ABOUT THIS TASK — If a line in the entries below holds the string "exists", copy it.

GIVEN INFORMATION —
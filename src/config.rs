use std::collections::HashMap;
use std::env;
use std::fs;
use std::path::{Path, PathBuf};
use std::time::Duration;

use anyhow::{Context, Result};
use serde::{Deserialize, Serialize};

const DEFAULT_ENV_PREFIX: &str = "REELS";

#[derive(Debug, Clone, Serialize, Deserialize, PartialEq, Default)]
pub struct Config {
    #[serde(default)]
    pub server: ServerConfig,
    #[serde(default)]
    pub feed: FeedConfig,
    #[serde(default)]
    pub player: PlayerConfig,
    #[serde(default)]
    pub media: MediaConfig,
    #[serde(default)]
    pub log: LogConfig,
}

#[derive(Debug, Clone, Serialize, Deserialize, PartialEq)]
pub struct ServerConfig {
    #[serde(default = "default_base_url")]
    pub base_url: String,
    #[serde(default = "default_user_agent")]
    pub user_agent: String,
    #[serde(default = "default_timeout", with = "humantime_serde")]
    pub timeout: Duration,
}

impl Default for ServerConfig {
    fn default() -> Self {
        Self {
            base_url: default_base_url(),
            user_agent: default_user_agent(),
            timeout: default_timeout(),
        }
    }
}

fn default_base_url() -> String {
    crate::api::DEFAULT_BASE_URL.to_string()
}

fn default_user_agent() -> String {
    format!("reels-tui/{}", crate::VERSION)
}

fn default_timeout() -> Duration {
    Duration::from_secs(20)
}

#[derive(Debug, Clone, Serialize, Deserialize, PartialEq)]
pub struct FeedConfig {
    #[serde(default = "default_page_size")]
    pub page_size: usize,
}

impl Default for FeedConfig {
    fn default() -> Self {
        Self {
            page_size: default_page_size(),
        }
    }
}

fn default_page_size() -> usize {
    crate::feed::PAGE_SIZE
}

#[derive(Debug, Clone, Serialize, Deserialize, PartialEq)]
pub struct PlayerConfig {
    #[serde(default = "default_mpv_path")]
    pub mpv_path: String,
    #[serde(default)]
    pub extra_args: Vec<String>,
    #[serde(default)]
    pub fullscreen: bool,
}

impl Default for PlayerConfig {
    fn default() -> Self {
        Self {
            mpv_path: default_mpv_path(),
            extra_args: Vec::new(),
            fullscreen: false,
        }
    }
}

fn default_mpv_path() -> String {
    "mpv".into()
}

#[derive(Debug, Clone, Serialize, Deserialize, PartialEq)]
pub struct MediaConfig {
    #[serde(default = "default_upload_url")]
    pub upload_url: String,
    #[serde(default = "default_auth_path")]
    pub auth_path: String,
    #[serde(default = "default_upload_timeout", with = "humantime_serde")]
    pub upload_timeout: Duration,
}

impl Default for MediaConfig {
    fn default() -> Self {
        Self {
            upload_url: default_upload_url(),
            auth_path: default_auth_path(),
            upload_timeout: default_upload_timeout(),
        }
    }
}

fn default_upload_url() -> String {
    crate::upload::DEFAULT_UPLOAD_URL.to_string()
}

fn default_auth_path() -> String {
    "/api/imagekit-auth".into()
}

fn default_upload_timeout() -> Duration {
    Duration::from_secs(10 * 60)
}

#[derive(Debug, Clone, Serialize, Deserialize, PartialEq)]
pub struct LogConfig {
    #[serde(default = "default_log_level")]
    pub level: String,
    #[serde(default)]
    pub file: Option<PathBuf>,
}

impl Default for LogConfig {
    fn default() -> Self {
        Self {
            level: default_log_level(),
            file: None,
        }
    }
}

fn default_log_level() -> String {
    "info".into()
}

#[derive(Debug, Clone, Default)]
pub struct LoadOptions {
    pub config_file: Option<PathBuf>,
    pub env_prefix: Option<String>,
}

pub fn load(options: LoadOptions) -> Result<Config> {
    let mut cfg = Config::default();

    let path = options.config_file.or_else(default_config_path);
    if let Some(path) = path {
        if path.exists() {
            let from_file = read_config_file(&path)?;
            cfg = merge_config(cfg, from_file);
        }
    }

    let prefix = options.env_prefix.as_deref().unwrap_or(DEFAULT_ENV_PREFIX);
    cfg = merge_config(cfg, load_env(prefix)?);

    Ok(cfg)
}

fn read_config_file(path: &Path) -> Result<Config> {
    let data = fs::read_to_string(path)
        .with_context(|| format!("Failed to read config file at {}", path.display()))?;
    let config: Config = serde_yaml::from_str(&data)
        .with_context(|| format!("Failed to parse config file at {}", path.display()))?;
    Ok(config)
}

/// Fields in `other` that differ from their defaults replace those in `base`.
fn merge_config(mut base: Config, other: Config) -> Config {
    let defaults = Config::default();

    if other.server.base_url != defaults.server.base_url && !other.server.base_url.is_empty() {
        base.server.base_url = other.server.base_url;
    }
    if other.server.user_agent != defaults.server.user_agent && !other.server.user_agent.is_empty()
    {
        base.server.user_agent = other.server.user_agent;
    }
    if other.server.timeout != defaults.server.timeout {
        base.server.timeout = other.server.timeout;
    }

    if other.feed.page_size != defaults.feed.page_size && other.feed.page_size != 0 {
        base.feed.page_size = other.feed.page_size;
    }

    if other.player.mpv_path != defaults.player.mpv_path && !other.player.mpv_path.is_empty() {
        base.player.mpv_path = other.player.mpv_path;
    }
    if !other.player.extra_args.is_empty() {
        base.player.extra_args = other.player.extra_args;
    }
    if other.player.fullscreen != defaults.player.fullscreen {
        base.player.fullscreen = other.player.fullscreen;
    }

    if other.media.upload_url != defaults.media.upload_url && !other.media.upload_url.is_empty() {
        base.media.upload_url = other.media.upload_url;
    }
    if other.media.auth_path != defaults.media.auth_path && !other.media.auth_path.is_empty() {
        base.media.auth_path = other.media.auth_path;
    }
    if other.media.upload_timeout != defaults.media.upload_timeout {
        base.media.upload_timeout = other.media.upload_timeout;
    }

    if other.log.level != defaults.log.level && !other.log.level.is_empty() {
        base.log.level = other.log.level;
    }
    if other.log.file.is_some() {
        base.log.file = other.log.file;
    }

    base
}

fn load_env(prefix: &str) -> Result<Config> {
    let upper_prefix = format!("{}_", prefix.to_uppercase());
    let map: HashMap<String, String> = env::vars()
        .filter_map(|(key, value)| {
            key.strip_prefix(&upper_prefix)
                .map(|stripped| (stripped.to_ascii_lowercase().replace("__", "."), value))
        })
        .collect();

    let mut cfg = Config::default();
    for (key, value) in map {
        apply_env_value(&mut cfg, &key, value);
    }
    Ok(cfg)
}

fn apply_env_value(cfg: &mut Config, key: &str, value: String) {
    match key {
        "server.base_url" => cfg.server.base_url = value,
        "server.user_agent" => cfg.server.user_agent = value,
        "server.timeout" => {
            if let Ok(duration) = humantime::parse_duration(&value) {
                cfg.server.timeout = duration;
            }
        }
        "feed.page_size" => {
            if let Ok(parsed) = value.parse::<usize>() {
                cfg.feed.page_size = parsed;
            }
        }
        "player.mpv_path" => cfg.player.mpv_path = value,
        "player.extra_args" => {
            cfg.player.extra_args = value
                .split(',')
                .map(|s| s.trim().to_string())
                .filter(|s| !s.is_empty())
                .collect();
        }
        "player.fullscreen" => cfg.player.fullscreen = parse_bool(&value),
        "media.upload_url" => cfg.media.upload_url = value,
        "media.auth_path" => cfg.media.auth_path = value,
        "media.upload_timeout" => {
            if let Ok(duration) = humantime::parse_duration(&value) {
                cfg.media.upload_timeout = duration;
            }
        }
        "log.level" => cfg.log.level = value,
        "log.file" => cfg.log.file = Some(PathBuf::from(value)),
        _ => {}
    }
}

fn parse_bool(value: &str) -> bool {
    matches!(
        value.trim().to_ascii_lowercase().as_str(),
        "1" | "true" | "yes" | "on"
    )
}

pub fn default_path() -> Option<PathBuf> {
    default_config_path()
}

fn default_config_path() -> Option<PathBuf> {
    dirs::config_dir().map(|dir| dir.join("reels-tui").join("config.yaml"))
}

/// Persists the service base URL, keeping whatever else the file holds.
pub fn save_base_url(path: Option<PathBuf>, base_url: &str) -> Result<PathBuf> {
    let base_url = base_url.trim();
    anyhow::ensure!(!base_url.is_empty(), "config: server.base_url is required");
    url::Url::parse(base_url)
        .with_context(|| format!("config: invalid server.base_url {base_url}"))?;

    let path = match path {
        Some(path) => path,
        None => default_config_path().context("config: unable to determine default config path")?,
    };

    let mut cfg = if path.exists() {
        read_config_file(&path)?
    } else {
        Config::default()
    };
    cfg.server.base_url = base_url.to_string();

    if let Some(parent) = path.parent() {
        fs::create_dir_all(parent)
            .with_context(|| format!("config: failed to create directory {}", parent.display()))?;
    }
    let contents = serde_yaml::to_string(&cfg).context("config: failed to serialize config")?;
    fs::write(&path, contents)
        .with_context(|| format!("config: failed to write file {}", path.display()))?;
    Ok(path)
}

#[cfg(test)]
mod tests {
    use super::*;
    use std::env;
    use tempfile::tempdir;

    fn isolated() -> LoadOptions {
        LoadOptions {
            config_file: Some(PathBuf::from("/nonexistent/reels-tui/config.yaml")),
            env_prefix: Some("REELS_TEST_NONE".into()),
        }
    }

    #[test]
    fn load_defaults_without_files() {
        let cfg = load(isolated()).unwrap();
        assert_eq!(cfg.feed.page_size, 10);
        assert_eq!(cfg.server.base_url, "http://localhost:3000/");
        assert_eq!(cfg.media.auth_path, "/api/imagekit-auth");
        assert_eq!(cfg.log.level, "info");
    }

    #[test]
    fn file_values_merge_over_defaults() {
        let dir = tempdir().unwrap();
        let path = dir.path().join("config.yaml");
        fs::write(
            &path,
            "server:\n  base_url: https://reels.example.com\n  timeout: 5s\nplayer:\n  fullscreen: true\n",
        )
        .unwrap();
        let cfg = load(LoadOptions {
            config_file: Some(path),
            env_prefix: Some("REELS_TEST_FILE".into()),
        })
        .unwrap();
        assert_eq!(cfg.server.base_url, "https://reels.example.com");
        assert_eq!(cfg.server.timeout, Duration::from_secs(5));
        assert!(cfg.player.fullscreen);
        assert_eq!(cfg.player.mpv_path, "mpv");
    }

    #[test]
    fn save_base_url_creates_file() {
        let dir = tempdir().unwrap();
        let path = dir.path().join("nested").join("config.yaml");
        save_base_url(Some(path.clone()), "https://reels.example.com").unwrap();
        let saved = read_config_file(&path).unwrap();
        assert_eq!(saved.server.base_url, "https://reels.example.com");
        assert!(save_base_url(Some(path), "not a url").is_err());
    }

    #[test]
    fn env_overrides() {
        env::set_var("REELS_TEST_ENV_FEED__PAGE_SIZE", "4");
        env::set_var("REELS_TEST_ENV_SERVER__TIMEOUT", "90s");
        env::set_var("REELS_TEST_ENV_PLAYER__EXTRA_ARGS", "--mute=yes, --volume=30");
        let cfg = load(LoadOptions {
            config_file: Some(PathBuf::from("/nonexistent/config.yaml")),
            env_prefix: Some("REELS_TEST_ENV".into()),
        })
        .unwrap();
        assert_eq!(cfg.feed.page_size, 4);
        assert_eq!(cfg.server.timeout, Duration::from_secs(90));
        assert_eq!(cfg.player.extra_args, vec!["--mute=yes", "--volume=30"]);
        env::remove_var("REELS_TEST_ENV_FEED__PAGE_SIZE");
        env::remove_var("REELS_TEST_ENV_SERVER__TIMEOUT");
        env::remove_var("REELS_TEST_ENV_PLAYER__EXTRA_ARGS");
    }
}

WORKED SOLUTION —
        if path.exists() {
    let mut cfg = if path.exists() {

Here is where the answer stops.